(Stored data entries)

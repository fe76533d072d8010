//! Ordered pattern table mapping question text to answer topics
//!
//! Dispatch is first-match-wins over this table: overlapping patterns are
//! intentional and resolved purely by declaration order (the general
//! Porter's entry precedes the per-force entries, so "five forces for
//! suppliers" routes to the full analysis). Sub-topics carry their document
//! key explicitly instead of capturing it in a closure.

use regex::Regex;

/// One of Porter's five competitive forces.
#[derive(Debug, Clone, Copy, PartialEq, Eq)]
pub enum Force {
    NewEntrants,
    Suppliers,
    Buyers,
    Substitutes,
    Rivalry,
}

impl Force {
    /// Key of this force inside `porter_five_forces_analysis`.
    pub fn key(self) -> &'static str {
        match self {
            Force::NewEntrants => "threat_of_new_entrants",
            Force::Suppliers => "bargaining_power_of_suppliers",
            Force::Buyers => "bargaining_power_of_buyers",
            Force::Substitutes => "threat_of_substitutes",
            Force::Rivalry => "industry_rivalry",
        }
    }
}

/// One of the four Balanced Scorecard perspectives.
#[derive(Debug, Clone, Copy, PartialEq, Eq)]
pub enum Perspective {
    Financial,
    Customer,
    InternalProcess,
    LearningGrowth,
}

impl Perspective {
    /// Key of this perspective inside `balanced_scorecard_analysis`.
    pub fn key(self) -> &'static str {
        match self {
            Perspective::Financial => "financial_perspective",
            Perspective::Customer => "customer_perspective",
            Perspective::InternalProcess => "internal_process_perspective",
            Perspective::LearningGrowth => "learning_and_growth_perspective",
        }
    }
}

/// Recommendation horizon.
#[derive(Debug, Clone, Copy, PartialEq, Eq)]
pub enum Horizon {
    ShortTerm,
    MediumTerm,
    LongTerm,
}

impl Horizon {
    /// Key of this horizon in the recommendations accessor output.
    pub fn key(self) -> &'static str {
        match self {
            Horizon::ShortTerm => "short_term",
            Horizon::MediumTerm => "medium_term",
            Horizon::LongTerm => "long_term",
        }
    }

    /// Display heading for this horizon.
    pub fn heading(self) -> &'static str {
        match self {
            Horizon::ShortTerm => "Short-Term Improvements (0-6 months)",
            Horizon::MediumTerm => "Medium-Term Transformations (6-18 months)",
            Horizon::LongTerm => "Long-Term Strategic Innovations (18+ months)",
        }
    }
}

/// Answer topic selected by the dispatch table.
#[derive(Debug, Clone, Copy, PartialEq, Eq)]
pub enum Topic {
    MarketSize,
    KeyPlayers,
    IndustryChallenges,
    IndustryDrivers,
    PorterFiveForces,
    PorterForce(Force),
    BalancedScorecard,
    ScorecardPerspective(Perspective),
    Recommendations,
    RecommendationHorizon(Horizon),
    ValueChain,
    CorePrinciples,
    Methodologies,
    TechnologyEnablers,
    PerformanceMetrics,
    ImplementationPractices,
    BpmChallenges,
}

/// The fixed dispatch table in priority order. Patterns are matched against
/// the lowercased question; the first matching entry wins.
const TABLE: [(&str, Topic); 26] = [
    // Market size and growth
    (
        r"market size|how big|market value|industry size",
        Topic::MarketSize,
    ),
    // Key players and competition
    (
        r"key players|competitors|leading companies|market leaders|who are the",
        Topic::KeyPlayers,
    ),
    // Challenges and drivers
    (
        r"challenges|difficulties|problems|obstacles",
        Topic::IndustryChallenges,
    ),
    (
        r"drivers|growth factors|what drives|catalysts",
        Topic::IndustryDrivers,
    ),
    // Porter's Five Forces
    (
        r"porter|five forces|competitive forces|industry rivalry",
        Topic::PorterFiveForces,
    ),
    (
        r"threat of new entrants|new entrants|barriers to entry",
        Topic::PorterForce(Force::NewEntrants),
    ),
    (
        r"bargaining power of suppliers|supplier power|suppliers",
        Topic::PorterForce(Force::Suppliers),
    ),
    (
        r"bargaining power of buyers|buyer power|customers",
        Topic::PorterForce(Force::Buyers),
    ),
    (
        r"threat of substitutes|substitutes|alternative products",
        Topic::PorterForce(Force::Substitutes),
    ),
    (
        r"industry rivalry|competition intensity|competitive landscape",
        Topic::PorterForce(Force::Rivalry),
    ),
    // Balanced Scorecard
    (
        r"balanced scorecard|bsc|performance measurement",
        Topic::BalancedScorecard,
    ),
    (
        r"financial perspective|financial metrics|financial performance",
        Topic::ScorecardPerspective(Perspective::Financial),
    ),
    (
        r"customer perspective|customer metrics|customer satisfaction",
        Topic::ScorecardPerspective(Perspective::Customer),
    ),
    (
        r"internal process|process perspective|internal business",
        Topic::ScorecardPerspective(Perspective::InternalProcess),
    ),
    (
        r"learning and growth|innovation perspective|learning perspective",
        Topic::ScorecardPerspective(Perspective::LearningGrowth),
    ),
    // Process optimization
    (
        r"process optimization|improve processes|process improvement|recommendations",
        Topic::Recommendations,
    ),
    (
        r"short term|quick wins|immediate improvements",
        Topic::RecommendationHorizon(Horizon::ShortTerm),
    ),
    (
        r"medium term|mid term|intermediate improvements",
        Topic::RecommendationHorizon(Horizon::MediumTerm),
    ),
    (
        r"long term|strategic improvements|future state",
        Topic::RecommendationHorizon(Horizon::LongTerm),
    ),
    // Value chain
    (
        r"value chain|primary activities|support activities",
        Topic::ValueChain,
    ),
    // BPM reference topics
    (
        r"bpm principles|core principles|process management principles",
        Topic::CorePrinciples,
    ),
    (
        r"methodologies|six sigma|lean|business process reengineering|bpr|tqm",
        Topic::Methodologies,
    ),
    (
        r"technology|software|tools|systems|enablers",
        Topic::TechnologyEnablers,
    ),
    (
        r"metrics|kpis|performance indicators|measurements",
        Topic::PerformanceMetrics,
    ),
    (
        r"implementation|best practices|how to implement|adoption",
        Topic::ImplementationPractices,
    ),
    (
        r"common challenges|difficulties in bpm|problems with bpm",
        Topic::BpmChallenges,
    ),
];

/// Compile the dispatch table. Patterns are static and must compile; a
/// failure here is a defect in the table itself.
pub fn dispatch_table() -> Vec<(Regex, Topic)> {
    TABLE
        .iter()
        .map(|(pattern, topic)| {
            let regex = Regex::new(pattern).expect("dispatch table pattern");
            (regex, *topic)
        })
        .collect()
}

#[cfg(test)]
mod tests {
    use super::*;

    #[test]
    fn every_pattern_compiles() {
        assert_eq!(dispatch_table().len(), TABLE.len());
    }

    #[test]
    fn force_and_perspective_keys_match_document_schema() {
        assert_eq!(Force::NewEntrants.key(), "threat_of_new_entrants");
        assert_eq!(Perspective::LearningGrowth.key(), "learning_and_growth_perspective");
        assert_eq!(Horizon::MediumTerm.key(), "medium_term");
    }
}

### What the exercise asks:
Go through the data above and copy all of it exactly.

### Exercise response:
repository fe76533d072d8010
//! Ordered pattern table mapping question text to answer topics
//!
//! Dispatch is first-match-wins over this table: overlapping patterns are
//! intentional and resolved purely by declaration order (the general
//! Porter's entry precedes the per-force entries, so "five forces for
//! suppliers" routes to the full analysis). Sub-topics carry their document
//! key explicitly instead of capturing it in a closure.

use regex::Regex;

/// One of Porter's five competitive forces.
#[derive(Debug, Clone, Copy, PartialEq, Eq)]
pub enum Force {
    NewEntrants,
    Suppliers,
    Buyers,
    Substitutes,
    Rivalry,
}

impl Force {
    /// Key of this force inside `porter_five_forces_analysis`.
    pub fn key(self) -> &'static str {
        match self {
            Force::NewEntrants => "threat_of_new_entrants",
            Force::Suppliers => "bargaining_power_of_suppliers",
            Force::Buyers => "bargaining_power_of_buyers",
            Force::Substitutes => "threat_of_substitutes",
            Force::Rivalry => "industry_rivalry",
        }
    }
}

/// One of the four Balanced Scorecard perspectives.
#[derive(Debug, Clone, Copy, PartialEq, Eq)]
pub enum Perspective {
    Financial,
    Customer,
    InternalProcess,
    LearningGrowth,
}

impl Perspective {
    /// Key of this perspective inside `balanced_scorecard_analysis`.
    pub fn key(self) -> &'static str {
        match self {
            Perspective::Financial => "financial_perspective",
            Perspective::Customer => "customer_perspective",
            Perspective::InternalProcess => "internal_process_perspective",
            Perspective::LearningGrowth => "learning_and_growth_perspective",
        }
    }
}

/// Recommendation horizon.
#[derive(Debug, Clone, Copy, PartialEq, Eq)]
pub enum Horizon {
    ShortTerm,
    MediumTerm,
    LongTerm,
}

impl Horizon {
    /// Key of this horizon in the recommendations accessor output.
    pub fn key(self) -> &'static str {
        match self {
            Horizon::ShortTerm => "short_term",
            Horizon::MediumTerm => "medium_term",
            Horizon::LongTerm => "long_term",
        }
    }

    /// Display heading for this horizon.
    pub fn heading(self) -> &'static str {
        match self {
            Horizon::ShortTerm => "Short-Term Improvements (0-6 months)",
            Horizon::MediumTerm => "Medium-Term Transformations (6-18 months)",
            Horizon::LongTerm => "Long-Term Strategic Innovations (18+ months)",
        }
    }
}

/// Answer topic selected by the dispatch table.
#[derive(Debug, Clone, Copy, PartialEq, Eq)]
pub enum Topic {
    MarketSize,
    KeyPlayers,
    IndustryChallenges,
    IndustryDrivers,
    PorterFiveForces,
    PorterForce(Force),
    BalancedScorecard,
    ScorecardPerspective(Perspective),
    Recommendations,
    RecommendationHorizon(Horizon),
    ValueChain,
    CorePrinciples,
    Methodologies,
    TechnologyEnablers,
    PerformanceMetrics,
    ImplementationPractices,
    BpmChallenges,
}

/// The fixed dispatch table in priority order. Patterns are matched against
/// the lowercased question; the first matching entry wins.
const TABLE: [(&str, Topic); 26] = [
    // Market size and growth
    (
        r"market size|how big|market value|industry size",
        Topic::MarketSize,
    ),
    // Key players and competition
    (
        r"key players|competitors|leading companies|market leaders|who are the",
        Topic::KeyPlayers,
    ),
    // Challenges and drivers
    (
        r"challenges|difficulties|problems|obstacles",
        Topic::IndustryChallenges,
    ),
    (
        r"drivers|growth factors|what drives|catalysts",
        Topic::IndustryDrivers,
    ),
    // Porter's Five Forces
    (
        r"porter|five forces|competitive forces|industry rivalry",
        Topic::PorterFiveForces,
    ),
    (
        r"threat of new entrants|new entrants|barriers to entry",
        Topic::PorterForce(Force::NewEntrants),
    ),
    (
        r"bargaining power of suppliers|supplier power|suppliers",
        Topic::PorterForce(Force::Suppliers),
    ),
    (
        r"bargaining power of buyers|buyer power|customers",
        Topic::PorterForce(Force::Buyers),
    ),
    (
        r"threat of substitutes|substitutes|alternative products",
        Topic::PorterForce(Force::Substitutes),
    ),
    (
        r"industry rivalry|competition intensity|competitive landscape",
        Topic::PorterForce(Force::Rivalry),
    ),
    // Balanced Scorecard
    (
        r"balanced scorecard|bsc|performance measurement",
        Topic::BalancedScorecard,
    ),
    (
        r"financial perspective|financial metrics|financial performance",
        Topic::ScorecardPerspective(Perspective::Financial),
    ),
    (
        r"customer perspective|customer metrics|customer satisfaction",
        Topic::ScorecardPerspective(Perspective::Customer),
    ),
    (
        r"internal process|process perspective|internal business",
        Topic::ScorecardPerspective(Perspective::InternalProcess),
    ),
    (
        r"learning and growth|innovation perspective|learning perspective",
        Topic::ScorecardPerspective(Perspective::LearningGrowth),
    ),
    // Process optimization
    (
        r"process optimization|improve processes|process improvement|recommendations",
        Topic::Recommendations,
    ),
    (
        r"short term|quick wins|immediate improvements",
        Topic::RecommendationHorizon(Horizon::ShortTerm),
    ),
    (
        r"medium term|mid term|intermediate improvements",
        Topic::RecommendationHorizon(Horizon::MediumTerm),
    ),
    (
        r"long term|strategic improvements|future state",
        Topic::RecommendationHorizon(Horizon::LongTerm),
    ),
    // Value chain
    (
        r"value chain|primary activities|support activities",
        Topic::ValueChain,
    ),
    // BPM reference topics
    (
        r"bpm principles|core principles|process management principles",
        Topic::CorePrinciples,
    ),
    (
        r"methodologies|six sigma|lean|business process reengineering|bpr|tqm",
        Topic::Methodologies,
    ),
    (
        r"technology|software|tools|systems|enablers",
        Topic::TechnologyEnablers,
    ),
    (
        r"metrics|kpis|performance indicators|measurements",
        Topic::PerformanceMetrics,
    ),
    (
        r"implementation|best practices|how to implement|adoption",
        Topic::ImplementationPractices,
    ),
    (
        r"common challenges|difficulties in bpm|problems with bpm",
        Topic::BpmChallenges,
    ),
];

/// Compile the dispatch table. Patterns are static and must compile; a
/// failure here is a defect in the table itself.
pub fn dispatch_table() -> Vec<(Regex, Topic)> {
    TABLE
        .iter()
        .map(|(pattern, topic)| {
            let regex = Regex::new(pattern).expect("dispatch table pattern");
            (regex, *topic)
        })
        .collect()
}

#[cfg(test)]
mod tests {
    use super::*;

    #[test]
    fn every_pattern_compiles() {
        assert_eq!(dispatch_table().len(), TABLE.len());
    }

    #[test]
    fn force_and_perspective_keys_match_document_schema() {
        assert_eq!(Force::NewEntrants.key(), "threat_of_new_entrants");
        assert_eq!(Perspective::LearningGrowth.key(), "learning_and_growth_perspective");
        assert_eq!(Horizon::MediumTerm.key(), "medium_term");
    }
}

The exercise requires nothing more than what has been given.